While at Summit and Lionsgate, did you have a project that you would call “one that got away”?
When I was at Summit, I was bidding against Lionsgate on The Hunger Games, and we were the final two bidders. At the very end, Suzanne Collins’ agent countered to both of us. We countered back at Summit, and Lionsgate said, “OK [to their counteroffer.]” I remember someone saying, “Win some, lose some.” I was like, “No, this was a big one.” My lesson at that time was if you really, truly believe in something, don’t get too clever with that deal. The project’s never going to live or die by that extra 5 or 10 percent. But what was so great is that once Lionsgate acquired Summit, I was able to be reunited with that book that I adored and take over from Catching Fire on.
When did you know your time at Lionsgate was coming to a close?
I was there for six years, and everything up to that point all felt of a single trajectory. From being an independent producer to meeting Patrick [Wachsberger] in 2001 and joining Summit, moving us into production and financing, launching as a studio and the Twilight years and Hurt Locker, and then being acquired by Lionsgate — even though the job had changed, it felt like it hadn’t. And I was itching to tell stories for lots of different kinds of platforms.
Was that itch exacerbated by the rise in streaming?
Definitely. I have two kids, now 16 and 11. I remember very clearly that we had done a movie called Nerve that tested in the high90s, twice. The Friday it opened theatrically, we saw the numbers, and it did fine — not terribly, not amazing. I came home on a Friday afternoon, and my daughter was there with all of her friends. She says, “Daddy, everyone’s so excited for Nerve.” Then all those girls piled into the next room, went to an Apple TV and bought Mean Girls. I remember standing in the doorway thinking theatrical distribution for this kind of movie is not over, but it has to evolve. That was my Road to Damascus. I don’t want to only be in the theatrical distribution business.
How did an abortion road-trip film become Picturestart’s first feature?

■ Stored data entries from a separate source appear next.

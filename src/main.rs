use anyhow::{Context, Result};
use clap::{Parser, Subcommand};
use std::path::PathBuf;
use std::sync::Arc;
use tracing_subscriber::{layer::SubscriberExt, util::SubscriberInitExt};

use graded_reader::{Config, Tokenizer, VocabularyValidator, WordLevelIndex};

/// 分级读物工具：分词、振假名、词汇难度校验
#[derive(Parser, Debug)]
#[command(name = "graded-reader")]
#[command(version)]
struct Args {
    /// 配置文件路径
    #[arg(short, long, default_value = "config.toml")]
    config: PathBuf,

    #[command(subcommand)]
    command: Command,
}

#[derive(Subcommand, Debug)]
enum Command {
    /// 分词并输出 JSON
    Tokenize {
        text: String,
    },
    /// 查询单词的 JLPT 等级
    Level {
        word: String,
    },
    /// 校验文本文件的词汇是否适合目标等级
    Validate {
        #[arg(short, long, default_value = "N5")]
        level: String,
        file: PathBuf,
    },
}

#[tokio::main]
async fn main() -> Result<()> {
    let args = Args::parse();
    let config = Config::load_or_default(&args.config);

    tracing_subscriber::registry()
        .with(
            tracing_subscriber::EnvFilter::try_from_default_env()
                .unwrap_or_else(|_| config.logging.level.clone().into()),
        )
        .with(tracing_subscriber::fmt::layer().with_writer(std::io::stderr))
        .init();

    match args.command {
        Command::Tokenize { text } => {
            let tokenizer = Tokenizer::load_or_fallback(&config.data.dictionary_file);
            let tokens = tokenizer.tokenize(&text);
            println!("{}", serde_json::to_string_pretty(&tokens)?);
        }
        Command::Level { word } => {
            let index = WordLevelIndex::load(&config.data.jlpt_dir);
            match index.get_word_level(&word) {
                Some(level) => println!("📗 {} → {}", word, level),
                None => println!("❓ {} 不在任何 JLPT 词表中", word),
            }
        }
        Command::Validate { level, file } => {
            let text = std::fs::read_to_string(&file)
                .with_context(|| format!("无法读取文件 {}", file.display()))?;

            let tokenizer = Tokenizer::load_or_fallback(&config.data.dictionary_file);
            tokenizer.warm_up();
            let index = Arc::new(WordLevelIndex::load(&config.data.jlpt_dir));
            let validator = VocabularyValidator::new(index);

            println!("📝 输入文本长度: {} 字符", text.chars().count());
            let tokens = tokenizer.tokenize(&text);
            let result = validator.validate(&tokens, &level);

            println!("{}", serde_json::to_string_pretty(&result)?);
            if result.passed {
                println!("✅ {}", result.message);
            } else {
                println!("❌ {}", result.message);
                std::process::exit(1);
            }
        }
    }

    Ok(())
}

As I was leaving Lionsgate to set up Picturestart, I got a call from Greg [Berlanti] and Sarah [Schechter] to talk to me about this book Unpregnant. And I said, “Hey, listen, it sounds absolutely perfect. I want to read it, but I haven’t really told anyone I’m moving on from Lionsgate. I’m starting my own company.” And they said, “Well, read it.” I loved its tone and voice. I wrote a check out of my personal checking account for the book. Reproductive rights are one part of the story, but it’s also about these two girls who are put into boxes by society. [I loved] that it was funny and it treated the choice she made to have an abortion and the abortion itself seriously. Life is full of a whole bunch of different kinds of things going on at once and a whole bunch of different emotions. We’ve seen a bunch of war movies that have a lot of pretty bleak and heavy stuff going on, and it’s also where gallows humor and trench comedy is from. So why can’t there be something about two young women on the way to doing something serious but going through all different kinds of experiences on the way to it?
When do you know if a project is a fit for theatrical or streaming?
Some properties we know immediately and some kind of reveal what they want to be. On every computer I have ever had, I always have printed out a random saying a teacher said to me: “Let wood be wood.” I think about it for absolutely everything I am doing. If I’m doing Step Up 3D, I want Step Up 3D to be the most essential version of Step Up 3D it possibly can. You find a book that your knee-jerk response is, “I see this as a show,” but then all of a sudden the truth reveals itself to you. Let wood be wood. What is its true path? Even pre-COVID, the biggest question everyone was asking themselves was, “Is this theatrically worthy?” I think you’re going to ask that with even more urgency post a return to theaters. Corona has accelerated that question, underlined it and bolded it in giant neon letters.
Interview edited for length and clarity.